Implementation Steps: 1. Load all available personas from app/persona/passports/ 2. Get user's trait profile 3. Calculate match scores for each persona using: - Big 5 personality similarity (cosine similarity) - Interest overlap (Jaccard index) - Communication style matching - Emotional compatibility 4. Sort personas by match_score (descending) 5. Generate reasoning for top 2-3 matches 6. Return formatted recommendations

Persona Files: - app/persona/passports/sage.json - app/persona/passports/echo.json - (Future: add more personas)
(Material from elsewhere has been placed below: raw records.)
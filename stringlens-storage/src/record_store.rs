// Copyright 2025 Sushanth (https://github.com/sushanthpy)
//
// This program is free software: you can redistribute it and/or modify
// it under the terms of the GNU Affero General Public License as published by
// the Free Software Foundation, either version 3 of the License, or
// (at your option) any later version.
//
// This program is distributed in the hope that it will be useful,
// but WITHOUT ANY WARRANTY; without even the implied warranty of
// MERCHANTABILITY or FITNESS FOR A PARTICULAR PURPOSE. See the
// GNU Affero General Public License for more details.
//
// You should have received a copy of the GNU Affero General Public License
// along with this program. If not, see <https://www.gnu.org/licenses/>.

//! Record store
//!
//! Records are keyed by content hash and additionally indexed by their
//! canonical value, which is how clients address them for lookup and deletion.
//!
//! ## Persistence
//!
//! A persistent store keeps two files in its data directory:
//!
//! - `records.json`: compacted snapshot of every record, in insertion order
//! - `records.journal`: one JSON line per mutation since the snapshot
//!
//! Each mutation appends a single journal line before it is applied in memory.
//! If the append fails, the mutation is rejected and the store is unchanged.
//! Opening the store replays the journal over the snapshot, then compacts both
//! into a fresh snapshot.

use chrono::{DateTime, Utc};
use parking_lot::RwLock;
use serde::{Deserialize, Serialize};
use std::collections::HashMap;
use std::fs::{self, File, OpenOptions};
use std::io::{BufRead, BufReader, BufWriter, Write};
use std::path::{Path, PathBuf};
use stringlens_core::{content_hash, AnalyzedRecord, FilterSet, Result, StringLensError};
use tracing::{debug, info, warn};

/// Snapshot file name inside the data directory
const SNAPSHOT_FILE: &str = "records.json";

/// Journal file name inside the data directory
const JOURNAL_FILE: &str = "records.journal";

/// An analyzed record together with its insertion time
#[derive(Debug, Clone, PartialEq, Serialize, Deserialize)]
pub struct StoredRecord {
    pub record: AnalyzedRecord,
    pub created_at: DateTime<Utc>,
}

/// Outcome of [`RecordStore::insert_if_absent`]
#[derive(Debug, Clone, PartialEq)]
pub enum InsertOutcome {
    /// The record was stored
    Created(StoredRecord),
    /// A record with the same id was already present; it is returned unchanged
    AlreadyExists(StoredRecord),
}

/// Outcome of [`RecordStore::delete_by_value`]
#[derive(Debug, Clone, Copy, PartialEq, Eq)]
pub enum DeleteOutcome {
    Deleted,
    NotFound,
}

/// Store statistics
#[derive(Debug, Clone, Copy, PartialEq, Eq, Serialize)]
pub struct StoreStats {
    pub record_count: usize,
    pub palindrome_count: usize,
}

/// Capability interface expected of a record store
pub trait RecordStore: Send + Sync {
    /// Insert keyed by `record.id`; atomic per id
    fn insert_if_absent(&self, record: AnalyzedRecord) -> Result<InsertOutcome>;

    fn get_by_id(&self, id: &str) -> Result<Option<StoredRecord>>;

    /// Lookup by exact canonical value
    fn get_by_value(&self, value: &str) -> Result<Option<StoredRecord>>;

    fn delete_by_value(&self, value: &str) -> Result<DeleteOutcome>;

    /// All records matching `filter`, in insertion order
    fn scan(&self, filter: &FilterSet) -> Result<Vec<StoredRecord>>;

    fn stats(&self) -> StoreStats;

    fn len(&self) -> usize {
        self.stats().record_count
    }

    fn is_empty(&self) -> bool {
        self.len() == 0
    }
}

/// One journaled mutation
#[derive(Debug, Serialize, Deserialize)]
#[serde(tag = "op", rename_all = "snake_case")]
enum JournalEntry {
    Insert { stored: StoredRecord },
    Delete { id: String },
}

#[derive(Debug)]
struct Entry {
    /// Insertion sequence number
    seq: u64,
    stored: StoredRecord,
}

#[derive(Debug, Default)]
struct StoreInner {
    /// Records by content hash
    records: HashMap<String, Entry>,
    /// Content hash by canonical value
    ids_by_value: HashMap<String, String>,
    next_seq: u64,
}

impl StoreInner {
    fn insert(&mut self, stored: StoredRecord) {
        let seq = self.next_seq;
        self.next_seq += 1;

        self.ids_by_value
            .insert(stored.record.value.clone(), stored.record.id.clone());
        self.records
            .insert(stored.record.id.clone(), Entry { seq, stored });
    }

    fn remove(&mut self, id: &str) -> bool {
        match self.records.remove(id) {
            Some(entry) => {
                self.ids_by_value.remove(&entry.stored.record.value);
                true
            }
            None => false,
        }
    }

    fn get(&self, id: &str) -> Option<&StoredRecord> {
        self.records.get(id).map(|entry| &entry.stored)
    }

    fn sorted(&self, filter: &FilterSet) -> Vec<StoredRecord> {
        let mut matched: Vec<&Entry> = self
            .records
            .values()
            .filter(|entry| filter.matches(&entry.stored.record))
            .collect();
        matched.sort_by_key(|entry| entry.seq);
        matched
            .into_iter()
            .map(|entry| entry.stored.clone())
            .collect()
    }
}

/// Thread-safe in-memory record store
///
/// When opened on a data directory, every mutation is journaled to disk before
/// it becomes visible, and the record set is rebuilt on the next open.
#[derive(Debug)]
pub struct InMemoryRecordStore {
    inner: RwLock<StoreInner>,
    journal_path: Option<PathBuf>,
}

impl InMemoryRecordStore {
    /// Create a volatile store
    pub fn new() -> Self {
        Self {
            inner: RwLock::new(StoreInner::default()),
            journal_path: None,
        }
    }

    /// Open a persistent store rooted at `data_dir`
    ///
    /// Fails on an unreadable snapshot, a corrupt journal line that is not the
    /// last one, or a record whose id does not match its value's hash.
    pub fn open(data_dir: impl AsRef<Path>) -> Result<Self> {
        let data_dir = data_dir.as_ref();
        fs::create_dir_all(data_dir)?;

        let snapshot_path = data_dir.join(SNAPSHOT_FILE);
        let journal_path = data_dir.join(JOURNAL_FILE);
        let mut inner = StoreInner::default();

        if snapshot_path.exists() {
            let reader = BufReader::new(File::open(&snapshot_path)?);
            let records: Vec<StoredRecord> = serde_json::from_reader(reader)?;
            for stored in records {
                verify_hash(&stored)?;
                inner.insert(stored);
            }
            let count = inner.records.len();
            info!("Loaded {} records from {:?}", count, snapshot_path);
        } else {
            info!("No snapshot at {:?}, starting empty", snapshot_path);
        }

        if journal_path.exists() {
            let replayed = replay_journal(&journal_path, &mut inner)?;
            if replayed > 0 {
                info!("Replayed {} journal entries", replayed);
            }

            write_snapshot(&snapshot_path, &inner.sorted(&FilterSet::new()))?;
            fs::remove_file(&journal_path)?;
            debug!("Compacted journal into {:?}", snapshot_path);
        }

        Ok(Self {
            inner: RwLock::new(inner),
            journal_path: Some(journal_path),
        })
    }

    /// Whether mutations are written to disk
    pub fn is_persistent(&self) -> bool {
        self.journal_path.is_some()
    }

    /// Append one mutation to the journal. Must be called with the write lock
    /// held and before the mutation is applied in memory.
    fn append(&self, entry: &JournalEntry) -> Result<()> {
        let Some(path) = &self.journal_path else {
            return Ok(());
        };

        let mut line = serde_json::to_vec(entry)?;
        line.push(b'\n');

        let mut file = OpenOptions::new().create(true).append(true).open(path)?;
        file.write_all(&line)?;
        file.flush()?;
        Ok(())
    }
}

impl Default for InMemoryRecordStore {
    fn default() -> Self {
        Self::new()
    }
}

impl RecordStore for InMemoryRecordStore {
    fn insert_if_absent(&self, record: AnalyzedRecord) -> Result<InsertOutcome> {
        let mut inner = self.inner.write();

        if let Some(existing) = inner.get(&record.id) {
            debug!(id = %record.id, "record already exists");
            return Ok(InsertOutcome::AlreadyExists(existing.clone()));
        }

        let stored = StoredRecord {
            record,
            created_at: Utc::now(),
        };
        self.append(&JournalEntry::Insert {
            stored: stored.clone(),
        })?;
        inner.insert(stored.clone());

        info!(id = %stored.record.id, length = stored.record.length, "stored record");
        Ok(InsertOutcome::Created(stored))
    }

    fn get_by_id(&self, id: &str) -> Result<Option<StoredRecord>> {
        Ok(self.inner.read().get(id).cloned())
    }

    fn get_by_value(&self, value: &str) -> Result<Option<StoredRecord>> {
        let inner = self.inner.read();
        Ok(inner
            .ids_by_value
            .get(value)
            .and_then(|id| inner.get(id))
            .cloned())
    }

    fn delete_by_value(&self, value: &str) -> Result<DeleteOutcome> {
        let mut inner = self.inner.write();

        let Some(id) = inner.ids_by_value.get(value).cloned() else {
            return Ok(DeleteOutcome::NotFound);
        };
        self.append(&JournalEntry::Delete { id: id.clone() })?;
        inner.remove(&id);

        info!(id = %id, "deleted record");
        Ok(DeleteOutcome::Deleted)
    }

    fn scan(&self, filter: &FilterSet) -> Result<Vec<StoredRecord>> {
        Ok(self.inner.read().sorted(filter))
    }

    fn stats(&self) -> StoreStats {
        let inner = self.inner.read();
        StoreStats {
            record_count: inner.records.len(),
            palindrome_count: inner
                .records
                .values()
                .filter(|entry| entry.stored.record.is_palindrome)
                .count(),
        }
    }
}

fn verify_hash(stored: &StoredRecord) -> Result<()> {
    if stored.record.id != content_hash(&stored.record.value) {
        return Err(StringLensError::Storage(format!(
            "stored record {} does not match its value hash",
            stored.record.id
        )));
    }
    Ok(())
}

/// Apply journal entries in order; returns how many were applied
///
/// An unparseable final line is a torn append and is dropped.
fn replay_journal(path: &Path, inner: &mut StoreInner) -> Result<usize> {
    let reader = BufReader::new(File::open(path)?);
    let lines: Vec<String> = reader.lines().collect::<std::io::Result<_>>()?;
    let last = lines.iter().rposition(|line| !line.trim().is_empty());

    let mut applied = 0;
    for (index, line) in lines.iter().enumerate() {
        if line.trim().is_empty() {
            continue;
        }

        let entry: JournalEntry = match serde_json::from_str(line) {
            Ok(entry) => entry,
            Err(e) if Some(index) == last => {
                warn!("Dropping torn journal entry at line {}: {}", index + 1, e);
                break;
            }
            Err(e) => return Err(e.into()),
        };

        match entry {
            JournalEntry::Insert { stored } => {
                verify_hash(&stored)?;
                if inner.get(&stored.record.id).is_none() {
                    inner.insert(stored);
                }
            }
            JournalEntry::Delete { id } => {
                inner.remove(&id);
            }
        }
        applied += 1;
    }

    Ok(applied)
}

/// Temp file then rename
fn write_snapshot(path: &Path, records: &[StoredRecord]) -> Result<()> {
    let temp_path = path.with_extension("json.tmp");

    {
        let mut writer = BufWriter::new(File::create(&temp_path)?);
        serde_json::to_writer(&mut writer, records)?;
        writer.flush()?;
    }

    fs::rename(&temp_path, path)?;
    Ok(())
}
// Copyright 2025 Sushanth (https://github.com/sushanthpy)
//
// This program is free software: you can redistribute it and/or modify
// it under the terms of the GNU Affero General Public License as published by
// the Free Software Foundation, either version 3 of the License, or
// (at your option) any later version.
//
// This program is distributed in the hope that it will be useful,
// but WITHOUT ANY WARRANTY; without even the implied warranty of
// MERCHANTABILITY or FITNESS FOR A PARTICULAR PURPOSE. See the
// GNU Affero General Public License for more details.
//
// You should have received a copy of the GNU Affero General Public License
// along with this program. If not, see <https://www.gnu.org/licenses/>.

use axum::{
    extract::{Query, State},
    Json,
};
use serde::{Deserialize, Serialize};
use stringlens_query::InterpretedQuery;
use tracing::debug;

use crate::api::{run_blocking, ApiError, AppState, RecordView};
use crate::validation::validate_nl_query;

#[derive(Debug, Deserialize)]
pub struct NaturalLanguageParams {
    pub query: Option<String>,
}

/// Response body for `GET /strings/filter-by-natural-language`
#[derive(Debug, Serialize)]
pub struct NaturalLanguageResponse {
    pub data: Vec<RecordView>,
    pub count: usize,
    pub interpreted_query: InterpretedQuery,
}

/// GET /strings/filter-by-natural-language?query=...
///
/// Translates the query into filters, then scans the store with them.
pub async fn filter_by_natural_language(
    State(state): State<AppState>,
    Query(params): Query<NaturalLanguageParams>,
) -> Result<Json<NaturalLanguageResponse>, ApiError> {
    let query = validate_nl_query(params.query.as_deref(), state.max_query_length)?;

    let interpreted = state.translator.translate(query).map_err(|e| {
        debug!("Rejected natural language query {:?}: {}", query, e);
        ApiError::from(e)
    })?;

    let store = state.store.clone();
    let filters = interpreted.parsed_filters.clone();
    let data: Vec<RecordView> = run_blocking(move || store.scan(&filters))
        .await?
        .into_iter()
        .map(RecordView::from)
        .collect();

    Ok(Json(NaturalLanguageResponse {
        count: data.len(),
        data,
        interpreted_query: interpreted,
    }))
}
Task 1.3: Implement Select Persona API

File: app/api/traits_routes.py or app/api/onboarding_routes.py Endpoint: POST /onboarding/select-persona/{session_id}

Requirements:

Request = {
  "persona_id": str  # "sage_001" or "echo_001"
}

Response = {
  "success": bool,
  "message": str,
  "selected_persona": {
    "id": str,
    "name": str,
    "display_name": str,
    "description": str,
    "personality_archetype": str,
    "avatar_url": str,
    "traits": [str],
    "best_for": [str]
  }
}

Implementation Steps: 1. Validate session_id exists 2. Validate persona_id is valid 3. Update OnboardingSession.persona_selected 4. Update TraitProfile.selected_persona_id 5. Return success response with persona details


File: app/api/onboarding_routes.py Endpoint: GET /onboarding/chat-deeplink/{session_id}

Requirements:

Response = {
  "deeplink": str,  # "sms:+15551234567&body=Start"
  "qr_code_data": str,  # Same as deeplink or QR-specific format
  "instructions": str  # User-friendly instructions
}

Implementation Steps: 1. Get user's phone number from session 2. Generate iMessage deeplink: sms:{user_phone}&body=Hi 3. Optionally generate QR code data 4. Return deeplink with instructions

Edge Agent Integration: - When user sends first message via iMessage, Edge Agent should: - Recognize new user by phone number - Load selected persona (Sage or Echo) - Start conversation with persona's personality - Store conversations in mem0 namespace: {user_id}_{persona_id}


Phase 2: Implement User/Dashboard APIs (Priority: HIGH)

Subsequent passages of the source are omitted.